* [EXERCISE REQUIREMENTS]:
Report each line of the entries that contains the word "ServiceBuilder", copied in full.

* [RECORDS TO USE]:
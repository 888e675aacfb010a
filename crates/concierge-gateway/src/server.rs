// SPDX-FileCopyrightText: 2026 Concierge Contributors
// SPDX-License-Identifier: MIT OR Apache-2.0

//! Gateway HTTP server built on axum.
//!
//! Sets up routes, middleware, and shared state for the gateway.

use std::future::Future;
use std::sync::Arc;
use std::time::Instant;

use axum::routing::{get, post};
use axum::Router;
use concierge_agent::ChatService;
use concierge_config::model::ServerConfig;
use concierge_core::ConciergeError;
use tower::ServiceBuilder;
use tower_http::cors::CorsLayer;
use tower_http::trace::TraceLayer;

use crate::auth::Accounts;
use crate::{handlers, sse};

/// Shared state for axum request handlers.
#[derive(Clone)]
pub struct GatewayState {
    pub chat: Arc<ChatService>,
    pub accounts: Arc<Accounts>,
    /// Process start, for uptime reporting.
    pub started: Instant,
}

impl GatewayState {
    pub fn new(chat: Arc<ChatService>, accounts: Arc<Accounts>) -> Self {
        Self {
            chat,
            accounts,
            started: Instant::now(),
        }
    }
}

/// Builds the application router.
pub fn router(state: GatewayState) -> Router {
    Router::new()
        .route("/health", get(handlers::get_health))
        .route("/chat", post(handlers::post_chat))
        .route("/chat/stream", post(sse::post_chat_stream))
        .route("/chat/history", get(handlers::get_history))
        .route("/models/status", get(handlers::get_models_status))
        .route("/auth/register", post(handlers::post_register))
        .route("/auth/login", post(handlers::post_login))
        .route("/auth/verify", get(handlers::get_verify))
        .route("/analytics/user/{user_id}", get(handlers::get_user_analytics))
        .route("/analytics/report/{user_id}", get(handlers::get_user_report))
        .layer(
            ServiceBuilder::new()
                .layer(TraceLayer::new_for_http())
                .layer(CorsLayer::permissive()),
        )
        .with_state(state)
}

/// Binds `config.bind_address:config.port` and serves until `shutdown` resolves.
pub async fn serve(
    config: &ServerConfig,
    state: GatewayState,
    shutdown: impl Future<Output = ()> + Send + 'static,
) -> Result<(), ConciergeError> {
    let addr = format!("{}:{}", config.bind_address, config.port);
    let listener = tokio::net::TcpListener::bind(&addr)
        .await
        .map_err(|e| ConciergeError::Internal(format!("failed to bind gateway to {addr}: {e}")))?;

    tracing::info!("Gateway server listening on {addr}");

    axum::serve(listener, router(state))
        .with_graceful_shutdown(shutdown)
        .await
        .map_err(|e| ConciergeError::Internal(format!("gateway server error: {e}")))?;

    tracing::info!("Gateway server stopped");
    Ok(())
}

* [COMPLETED TASK]:
use tower::ServiceBuilder;
            ServiceBuilder::new()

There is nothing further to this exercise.